Precisa que en la misiva, el Comité de Derechos Humanos de los Parlamentarios declaró “admisibles” las “denuncias” y “alegaciones” formuladas por el exsenador Álvaro Uribe Vélez y el representante a la Cámara Álvaro Hernán Prada Artunduaga por supuestas violaciones a sus derechos, en el marco de procesos penales adelantados por la Sala de Casación Penal y la Sala Especial de Instrucción.

Agrega la Corte Suprema que en este contexto, dicha organización no gubernamental (ONG) requiere a la Corte a que “exponga su posición oficial respecto a las acusaciones presentadas por los querellantes”.

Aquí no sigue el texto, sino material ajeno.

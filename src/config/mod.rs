pub mod validation;

use std::collections::BTreeMap;
use std::sync::Arc;

use serde::{Deserialize, Serialize};

use self::validation::validate_config;
use crate::stream::StreamSettings;

/// Error type for configuration loading and validation.
#[derive(Debug, thiserror::Error)]
pub enum ConfigError {
    #[error("Failed to read config file: {0}")]
    Io(#[from] std::io::Error),
    #[error("Failed to parse YAML: {0}")]
    Yaml(#[from] serde_yaml::Error),
    #[error("Config validation error: {0}")]
    Validation(String),
}

/// Server configuration.
#[derive(Debug, Clone, Serialize, Deserialize)]
pub struct ServerConfig {
    #[serde(default = "default_host")]
    pub host: String,
    #[serde(default = "default_port")]
    pub port: u16,
    #[serde(default, skip_serializing_if = "Option::is_none")]
    pub runtime_worker_threads: Option<usize>,
    #[serde(default)]
    pub base_path: String,
}

fn default_host() -> String {
    "0.0.0.0".to_string()
}
fn default_port() -> u16 {
    11434
}

impl Default for ServerConfig {
    fn default() -> Self {
        Self {
            host: default_host(),
            port: default_port(),
            runtime_worker_threads: None,
            base_path: String::new(),
        }
    }
}

/// Chat-completion upstream the relay forwards to.
#[derive(Debug, Clone, Serialize, Deserialize)]
pub struct UpstreamConfig {
    pub base_url: String,
    pub api_key: String,
    /// When set, every chat/generate call goes upstream with this model.
    #[serde(default)]
    pub model_override: Option<String>,
    #[serde(default = "default_request_timeout_secs")]
    pub request_timeout_secs: u64,
    #[serde(default = "default_connect_timeout_secs")]
    pub connect_timeout_secs: u64,
    #[serde(default = "default_pool_max_idle_per_host")]
    pub pool_max_idle_per_host: usize,
    #[serde(default)]
    pub proxy: Option<String>,
    #[serde(default)]
    pub use_env_proxy: bool,
}

fn default_request_timeout_secs() -> u64 {
    60
}
fn default_connect_timeout_secs() -> u64 {
    5
}
fn default_pool_max_idle_per_host() -> usize {
    16
}

/// Embeddings upstream. Falls back to the chat upstream's URL and key.
#[derive(Debug, Clone, Serialize, Deserialize)]
pub struct EmbeddingConfig {
    #[serde(default)]
    pub base_url: Option<String>,
    #[serde(default)]
    pub api_key: Option<String>,
    #[serde(default = "default_embedding_model_map")]
    pub model_map: BTreeMap<String, String>,
    #[serde(default = "default_embedding_model")]
    pub default_model: String,
}

fn default_embedding_model() -> String {
    "text-embedding-3-small".to_string()
}

fn default_embedding_model_map() -> BTreeMap<String, String> {
    [
        ("hellord/mxbai-embed-large-v1:f16", "mixedbread-ai/mxbai-embed-large-v1"),
        ("all-minilm", "nomic-embed"),
        ("all-mini", "nomic-embed"),
    ]
    .into_iter()
    .map(|(from, to)| (from.to_string(), to.to_string()))
    .collect()
}

impl Default for EmbeddingConfig {
    fn default() -> Self {
        Self {
            base_url: None,
            api_key: None,
            model_map: default_embedding_model_map(),
            default_model: default_embedding_model(),
        }
    }
}

/// Stream transcoding settings.
#[derive(Debug, Clone, Serialize, Deserialize)]
pub struct StreamingConfig {
    #[serde(default = "default_max_line_bytes")]
    pub max_line_bytes: usize,
    #[serde(default = "default_done_reason")]
    pub default_done_reason: String,
}

fn default_max_line_bytes() -> usize {
    crate::stream::lines::DEFAULT_MAX_LINE_BYTES
}
fn default_done_reason() -> String {
    "stop".to_string()
}

impl Default for StreamingConfig {
    fn default() -> Self {
        Self {
            max_line_bytes: default_max_line_bytes(),
            default_done_reason: default_done_reason(),
        }
    }
}

impl StreamingConfig {
    #[must_use]
    pub fn settings(&self) -> StreamSettings {
        StreamSettings {
            max_line_bytes: self.max_line_bytes,
            default_done_reason: Arc::from(self.default_done_reason.as_str()),
        }
    }
}

/// Model catalog additions served from `/api/tags`.
#[derive(Debug, Clone, Default, Serialize, Deserialize)]
pub struct ModelsConfig {
    #[serde(default)]
    pub names: Vec<String>,
    /// JSON file holding an array of extra model names.
    #[serde(default)]
    pub file: Option<String>,
}

/// LlamaEdge node info files.
#[derive(Debug, Clone, Serialize, Deserialize)]
pub struct LlamaEdgeConfig {
    #[serde(default)]
    pub enabled: bool,
    #[serde(default = "default_llamaedge_config_dir")]
    pub config_dir: String,
}

fn default_llamaedge_config_dir() -> String {
    "./config".to_string()
}

impl Default for LlamaEdgeConfig {
    fn default() -> Self {
        Self {
            enabled: false,
            config_dir: default_llamaedge_config_dir(),
        }
    }
}

/// Feature flags and settings.
#[derive(Debug, Clone, Serialize, Deserialize)]
pub struct FeaturesConfig {
    #[serde(default = "default_log_level")]
    pub log_level: String,
    #[serde(default)]
    pub llamaedge: LlamaEdgeConfig,
}

fn default_log_level() -> String {
    "INFO".to_string()
}

impl Default for FeaturesConfig {
    fn default() -> Self {
        Self {
            log_level: default_log_level(),
            llamaedge: LlamaEdgeConfig::default(),
        }
    }
}

/// Top-level application configuration.
#[derive(Debug, Clone, Serialize, Deserialize)]
pub struct AppConfig {
    #[serde(default)]
    pub server: ServerConfig,
    pub upstream: UpstreamConfig,
    #[serde(default)]
    pub embedding: EmbeddingConfig,
    #[serde(default)]
    pub streaming: StreamingConfig,
    #[serde(default)]
    pub models: ModelsConfig,
    #[serde(default)]
    pub features: FeaturesConfig,
}

impl AppConfig {
    /// Minimal config for one upstream; every other section at its default.
    #[must_use]
    pub fn with_upstream(base_url: impl Into<String>, api_key: impl Into<String>) -> Self {
        Self {
            server: ServerConfig::default(),
            upstream: UpstreamConfig {
                base_url: base_url.into(),
                api_key: api_key.into(),
                model_override: None,
                request_timeout_secs: default_request_timeout_secs(),
                connect_timeout_secs: default_connect_timeout_secs(),
                pool_max_idle_per_host: default_pool_max_idle_per_host(),
                proxy: None,
                use_env_proxy: false,
            },
            embedding: EmbeddingConfig::default(),
            streaming: StreamingConfig::default(),
            models: ModelsConfig::default(),
            features: FeaturesConfig::default(),
        }
    }

    /// Embeddings base URL, falling back to the chat upstream.
    #[must_use]
    pub fn embedding_base_url(&self) -> &str {
        self.embedding
            .base_url
            .as_deref()
            .unwrap_or(&self.upstream.base_url)
    }

    /// Embeddings bearer credential, falling back to the chat upstream.
    #[must_use]
    pub fn embedding_api_key(&self) -> &str {
        self.embedding
            .api_key
            .as_deref()
            .unwrap_or(&self.upstream.api_key)
    }
}

/// Environment variables that override file settings when set and non-empty.
pub const ENV_UPSTREAM_API_URL: &str = "UPSTREAM_API_URL";
pub const ENV_UPSTREAM_API_KEY: &str = "UPSTREAM_API_KEY";
pub const ENV_EMBEDDING_API_URL: &str = "EMBEDDING_API_URL";
pub const ENV_EMBEDDING_API_KEY: &str = "EMBEDDING_API_KEY";
pub const ENV_RELAY_PORT: &str = "RELAY_PORT";
pub const ENV_DEFAULT_MODEL: &str = "DEFAULT_MODEL";

/// Apply environment overrides through `lookup`.
///
/// # Errors
///
/// Returns [`ConfigError::Validation`] when `RELAY_PORT` is not a valid port.
pub fn apply_env_overrides<F>(config: &mut AppConfig, lookup: F) -> Result<(), ConfigError>
where
    F: Fn(&str) -> Option<String>,
{
    let get = |key: &str| lookup(key).filter(|value| !value.trim().is_empty());

    if let Some(url) = get(ENV_UPSTREAM_API_URL) {
        config.upstream.base_url = url;
    }
    if let Some(key) = get(ENV_UPSTREAM_API_KEY) {
        config.upstream.api_key = key;
    }
    if let Some(url) = get(ENV_EMBEDDING_API_URL) {
        config.embedding.base_url = Some(url);
    }
    if let Some(key) = get(ENV_EMBEDDING_API_KEY) {
        config.embedding.api_key = Some(key);
    }
    if let Some(model) = get(ENV_DEFAULT_MODEL) {
        config.upstream.model_override = Some(model);
    }
    if let Some(port) = get(ENV_RELAY_PORT) {
        config.server.port = port.trim().parse().map_err(|_| {
            ConfigError::Validation(format!("{ENV_RELAY_PORT} must be a port number, got '{port}'"))
        })?;
    }
    Ok(())
}

/// Parse YAML text, apply overrides and validate.
///
/// # Errors
///
/// Returns [`ConfigError::Yaml`] when parsing fails or
/// [`ConfigError::Validation`] when an override or semantic check fails.
pub fn parse_config<F>(contents: &str, lookup: F) -> Result<AppConfig, ConfigError>
where
    F: Fn(&str) -> Option<String>,
{
    let mut config: AppConfig = serde_yaml::from_str(contents)?;
    apply_env_overrides(&mut config, lookup)?;
    validate_config(&config)?;
    Ok(config)
}

/// Load configuration from a YAML file, apply process environment overrides
/// and validate it.
///
/// # Errors
///
/// Returns [`ConfigError::Io`] when reading the file fails, [`ConfigError::Yaml`]
/// when parsing fails, or [`ConfigError::Validation`] when semantic validation fails.
pub fn load_config(path: &str) -> Result<AppConfig, ConfigError> {
    let contents = std::fs::read_to_string(path)?;
    parse_config(&contents, |key| std::env::var(key).ok())
}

Al efecto puntualiza: «En tal virtud, por Secretaría, siguiendo el mismo conducto diplomático, infórmese al secretario de la Unión Interparlamentaria que la Corte Suprema de Justicia, en tanto órgano jurisdiccional independiente y máximo tribunal de la jurisdicción ordinaria de la República de Colombia (arts. 228 y 234 de la Constitución), no fijará posición alguna frente a las “denuncias” y los “casos” tramitados por dicho Comité».

«La Corte –continúa el documento–respeta la actividad de la ONG Unión Interparlamentaria, en cuanto organización que representa a la rama legislativa de los gobiernos a escala mundial e institución que fomenta la cooperación entre los parlamentos entre sí, a través del diálogo político. Empero, en tanto órgano judicial independiente, atendiendo el principio de separación de poderes (art. 113 ídem) y amparada por la soberanía jurisdiccional (art. 9° ídem), se abstiene de entablar ese tipo de diálogo, que es ajeno a sus competencias y funciones constitucionales».

«Por otra parte– afirma–, lo solicitado en manera alguna se enmarca en una solicitud de cooperación judicial internacional ni, mucho menos, se trata de una actuación de un tribunal internacional de derechos humanos con competencia para juzgar al Estado colombiano y que, por ello, obliga a la Corte Suprema a rendir “descargos” o dar explicación sobre sus actuaciones.

Agrega que «mucho menos puede pretender la Unión Interparlamentaria, bajo la creencia de adelantar un “caso” por supuesta violación de derechos humanos, juzgar las actuaciones de la Corte Suprema de la República de Colombia y, bajo ese entendido, invitarla a “dialogar” y “cooperar” en la búsqueda de una “solución satisfactoria” a sus intereses como agremiación internacional de parlamentarios. Una tal advertencia es inadmisible por cuanto representa una amenaza a la independencia judicial», notifica la Corte Suprema de Justicia.

Luego afirma: «La Corte rechaza ese tipo de intromisiones e invita a la Unión Interparlamentaria a cumplir su mandato de asistencia a sus miembros y promoción de los derechos humanos respetando los principios de soberanía e independencia judicial. Los jueces se pronuncian a través de sus decisiones y éstas, salvo que sean reservadas, pueden ser consultadas y sometidas a escrutinio público. Mas a una organización internacional no gubernamental no le es dable interferir en procesos judiciales en el ámbito interno ni ejercer presiones contra los miembros de la judicatura».

Finalmente la Corte Suprema señala que «en esos términos ha de responderse a la solicitud proveniente de la Unión Interparlamentaria, remitiendo copia de esta determinación, así como de la comunicación signada por el Secretario General de esa organización con sus respectivos anexos, contentivos de los “casos” COL 161 y COL 162, al Relator Especial de Naciones Unidas sobre Independencia Judicial – Oficina del Alto Comisionado de las Naciones Unidas para los Derechos Humanos».

El documento está firmado por los magistrados Patricia Salazar Cuellar, José Francisco Acuña Vizcaya, Gerson Chaverra Castro, Eugenio Fernández Carlier, Luis Antonio Hernández Barbosa, Jaime Humberto Moreno Acero, Fabio Espitia Garzón, Eyder Patiño Cabrera y Hugo Quintero Bernate.

NOTA DE LA REDACCION: La Unión Interparlamentaria, fundada el 30 de junio de 1889, está integrada por 144 congresos y como tal, representa a la rama legislativa de los gobiernos en una escala mundial. Su sede central está en Ginebra, Suiza.

Según los estatutos, la misión de la UIP (sus siglas en inglés) es «luchar por la paz y la cooperación entre los pueblos y por el firme establecimiento de instituciones representativas. Dentro de ese amplio mandato, la organización trabaja para fortalecer la estructura de la democracia parlamentaria en todo el mundo».